Directions for this task
Go through the lines below and transcribe each one exactly.

Task material
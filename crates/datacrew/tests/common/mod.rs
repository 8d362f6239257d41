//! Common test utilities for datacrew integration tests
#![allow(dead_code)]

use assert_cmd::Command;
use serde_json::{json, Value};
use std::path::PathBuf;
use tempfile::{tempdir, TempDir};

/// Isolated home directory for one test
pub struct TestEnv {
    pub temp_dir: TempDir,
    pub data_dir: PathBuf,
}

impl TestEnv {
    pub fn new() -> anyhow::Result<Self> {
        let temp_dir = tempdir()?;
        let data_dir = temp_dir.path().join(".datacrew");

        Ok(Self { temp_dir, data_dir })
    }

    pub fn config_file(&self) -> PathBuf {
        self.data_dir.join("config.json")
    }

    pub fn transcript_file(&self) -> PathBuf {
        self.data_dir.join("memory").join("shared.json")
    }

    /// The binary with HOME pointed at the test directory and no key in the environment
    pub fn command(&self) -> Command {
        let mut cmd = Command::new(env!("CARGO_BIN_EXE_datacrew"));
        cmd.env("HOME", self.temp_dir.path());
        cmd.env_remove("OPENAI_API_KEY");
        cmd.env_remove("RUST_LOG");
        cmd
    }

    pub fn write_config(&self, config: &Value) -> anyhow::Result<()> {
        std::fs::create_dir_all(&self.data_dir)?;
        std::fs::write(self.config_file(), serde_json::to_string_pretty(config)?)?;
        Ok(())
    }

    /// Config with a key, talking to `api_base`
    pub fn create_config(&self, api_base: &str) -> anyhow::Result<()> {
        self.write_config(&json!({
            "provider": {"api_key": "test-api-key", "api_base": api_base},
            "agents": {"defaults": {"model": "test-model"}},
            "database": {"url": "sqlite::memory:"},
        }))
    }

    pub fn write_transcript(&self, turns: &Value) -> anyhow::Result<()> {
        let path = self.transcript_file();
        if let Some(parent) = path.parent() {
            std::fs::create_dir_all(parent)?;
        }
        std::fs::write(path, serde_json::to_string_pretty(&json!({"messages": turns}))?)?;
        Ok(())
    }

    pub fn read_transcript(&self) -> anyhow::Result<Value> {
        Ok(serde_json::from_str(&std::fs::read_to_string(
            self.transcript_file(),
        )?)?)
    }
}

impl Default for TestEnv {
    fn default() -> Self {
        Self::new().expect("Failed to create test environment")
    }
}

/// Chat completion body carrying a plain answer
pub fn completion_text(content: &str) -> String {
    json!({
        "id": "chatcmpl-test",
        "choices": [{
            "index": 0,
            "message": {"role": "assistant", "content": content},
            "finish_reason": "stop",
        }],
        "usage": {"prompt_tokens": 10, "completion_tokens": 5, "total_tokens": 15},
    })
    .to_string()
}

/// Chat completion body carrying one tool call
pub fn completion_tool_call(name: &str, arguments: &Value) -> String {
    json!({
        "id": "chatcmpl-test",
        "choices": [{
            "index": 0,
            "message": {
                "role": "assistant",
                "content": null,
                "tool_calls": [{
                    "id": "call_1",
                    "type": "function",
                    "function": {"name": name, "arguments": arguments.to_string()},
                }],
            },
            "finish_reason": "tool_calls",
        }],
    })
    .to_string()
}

Answer area
filename crates/datacrew/tests/common/mod.rs
repository 8d362f6239257d41
//! Common test utilities for datacrew integration tests
#![allow(dead_code)]

use assert_cmd::Command;
use serde_json::{json, Value};
use std::path::PathBuf;
use tempfile::{tempdir, TempDir};

/// Isolated home directory for one test
pub struct TestEnv {
    pub temp_dir: TempDir,
    pub data_dir: PathBuf,
}

impl TestEnv {
    pub fn new() -> anyhow::Result<Self> {
        let temp_dir = tempdir()?;
        let data_dir = temp_dir.path().join(".datacrew");

        Ok(Self { temp_dir, data_dir })
    }

    pub fn config_file(&self) -> PathBuf {
        self.data_dir.join("config.json")
    }

    pub fn transcript_file(&self) -> PathBuf {
        self.data_dir.join("memory").join("shared.json")
    }

    /// The binary with HOME pointed at the test directory and no key in the environment
    pub fn command(&self) -> Command {
        let mut cmd = Command::new(env!("CARGO_BIN_EXE_datacrew"));
        cmd.env("HOME", self.temp_dir.path());
        cmd.env_remove("OPENAI_API_KEY");
        cmd.env_remove("RUST_LOG");
        cmd
    }

    pub fn write_config(&self, config: &Value) -> anyhow::Result<()> {
        std::fs::create_dir_all(&self.data_dir)?;
        std::fs::write(self.config_file(), serde_json::to_string_pretty(config)?)?;
        Ok(())
    }

    /// Config with a key, talking to `api_base`
    pub fn create_config(&self, api_base: &str) -> anyhow::Result<()> {
        self.write_config(&json!({
            "provider": {"api_key": "test-api-key", "api_base": api_base},
            "agents": {"defaults": {"model": "test-model"}},
            "database": {"url": "sqlite::memory:"},
        }))
    }

    pub fn write_transcript(&self, turns: &Value) -> anyhow::Result<()> {
        let path = self.transcript_file();
        if let Some(parent) = path.parent() {
            std::fs::create_dir_all(parent)?;
        }
        std::fs::write(path, serde_json::to_string_pretty(&json!({"messages": turns}))?)?;
        Ok(())
    }

    pub fn read_transcript(&self) -> anyhow::Result<Value> {
        Ok(serde_json::from_str(&std::fs::read_to_string(
            self.transcript_file(),
        )?)?)
    }
}

impl Default for TestEnv {
    fn default() -> Self {
        Self::new().expect("Failed to create test environment")
    }
}

/// Chat completion body carrying a plain answer
pub fn completion_text(content: &str) -> String {
    json!({
        "id": "chatcmpl-test",
        "choices": [{
            "index": 0,
            "message": {"role": "assistant", "content": content},
            "finish_reason": "stop",
        }],
        "usage": {"prompt_tokens": 10, "completion_tokens": 5, "total_tokens": 15},
    })
    .to_string()
}

/// Chat completion body carrying one tool call
pub fn completion_tool_call(name: &str, arguments: &Value) -> String {
    json!({
        "id": "chatcmpl-test",
        "choices": [{
            "index": 0,
            "message": {
                "role": "assistant",
                "content": null,
                "tool_calls": [{
                    "id": "call_1",
                    "type": "function",
                    "function": {"name": name, "arguments": arguments.to_string()},
                }],
            },
            "finish_reason": "tool_calls",
        }],
    })
    .to_string()
}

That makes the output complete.